■ What the task requires
Report each line of the listing below that holds "BTreeMap".
══════════════════════════════
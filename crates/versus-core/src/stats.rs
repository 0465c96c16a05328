use crate::histogram::Histogram;
use std::collections::BTreeMap;
use std::io::{self, Write};
use std::time::Duration;

/// Percentile buckets printed for every endpoint.
pub const RENDER_PERCENTILES: [usize; 6] = [25, 50, 75, 90, 95, 99];

/// Per-endpoint counters, updated by the pool's workers under one lock per
/// response and read by the report once the workers have stopped.
#[derive(Debug, Clone, Default)]
pub struct EndpointStats {
    /// Workers the numbers were produced with; total latency divided by this
    /// approximates wall time.
    pub concurrency: usize,
    pub num_total: u64,
    pub num_errors: u64,
    pub total_elapsed: Duration,
    /// Time spent on errored requests specifically.
    pub time_errors: Duration,
    pub errors: BTreeMap<String, u64>,
    pub min_latency: Option<Duration>,
    timing: Histogram,
}

impl EndpointStats {
    pub fn new(concurrency: usize) -> Self {
        Self {
            concurrency,
            ..Self::default()
        }
    }

    /// Record one finished exchange.
    pub fn count(&mut self, error: Option<&str>, elapsed: Duration) {
        self.num_total += 1;
        self.total_elapsed += elapsed;
        self.timing.add(elapsed.as_secs_f64());
        if let Some(msg) = error {
            self.num_errors += 1;
            self.time_errors += elapsed;
            *self.errors.entry(msg.to_string()).or_insert(0) += 1;
        }
    }

    /// Fold in a transport's lowest observed latency.
    pub fn observe_min_latency(&mut self, latency: Option<Duration>) {
        let Some(latency) = latency else {
            return;
        };
        match self.min_latency {
            Some(current) if current <= latency => {}
            _ => self.min_latency = Some(latency),
        }
    }

    pub fn timing(&self) -> &Histogram {
        &self.timing
    }

    pub fn error_rate(&self) -> f64 {
        if self.num_total == 0 {
            return 0.0;
        }
        (self.num_errors * 100) as f64 / self.num_total as f64
    }

    /// Requests per second, scaled by concurrency.
    pub fn requests_per_second(&self) -> f64 {
        let concurrency = self.concurrency.max(1);
        (self.num_total as f64 * concurrency as f64) / self.timing.total()
    }

    pub fn render(&mut self, w: &mut impl Write) -> io::Result<()> {
        if self.num_total == 0 {
            writeln!(w, "   No requests.")?;
            return Ok(());
        }

        write!(w, "\n   Requests:   {:0.2} per second", self.requests_per_second())?;
        if self.num_errors > 0 && self.num_errors != self.num_total {
            let err_rps = self.num_errors as f64 / self.time_errors.as_secs_f64();
            write!(w, ", {:0.2} per second for errors", err_rps)?;
        }
        writeln!(w)?;

        let stddev = self.timing.variance().sqrt();
        writeln!(
            w,
            "   Timing:     {:0.4}s avg, {:0.4}s min, {:0.4}s max",
            self.timing.average(),
            self.timing.min(),
            self.timing.max()
        )?;
        writeln!(w, "               {:0.4}s standard deviation", stddev)?;
        if let Some(latency) = self.min_latency {
            writeln!(
                w,
                "               {:0.4}s minimum transport latency",
                latency.as_secs_f64()
            )?;
        }

        writeln!(w, "\n   Percentiles:")?;
        let percentiles = self.timing.percentiles(&RENDER_PERCENTILES);
        for (bucket, value) in RENDER_PERCENTILES.iter().zip(percentiles) {
            writeln!(w, "     {}% in {:0.4}s", bucket, value)?;
        }

        writeln!(w, "\n   Errors: {:0.2}%", self.error_rate())?;
        for (msg, num) in &self.errors {
            writeln!(w, "     {} × {:?}", num, msg)?;
        }

        Ok(())
    }
}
══════════════════════════════
■ Reply to the task
use std::collections::BTreeMap;
    pub errors: BTreeMap<String, u64>,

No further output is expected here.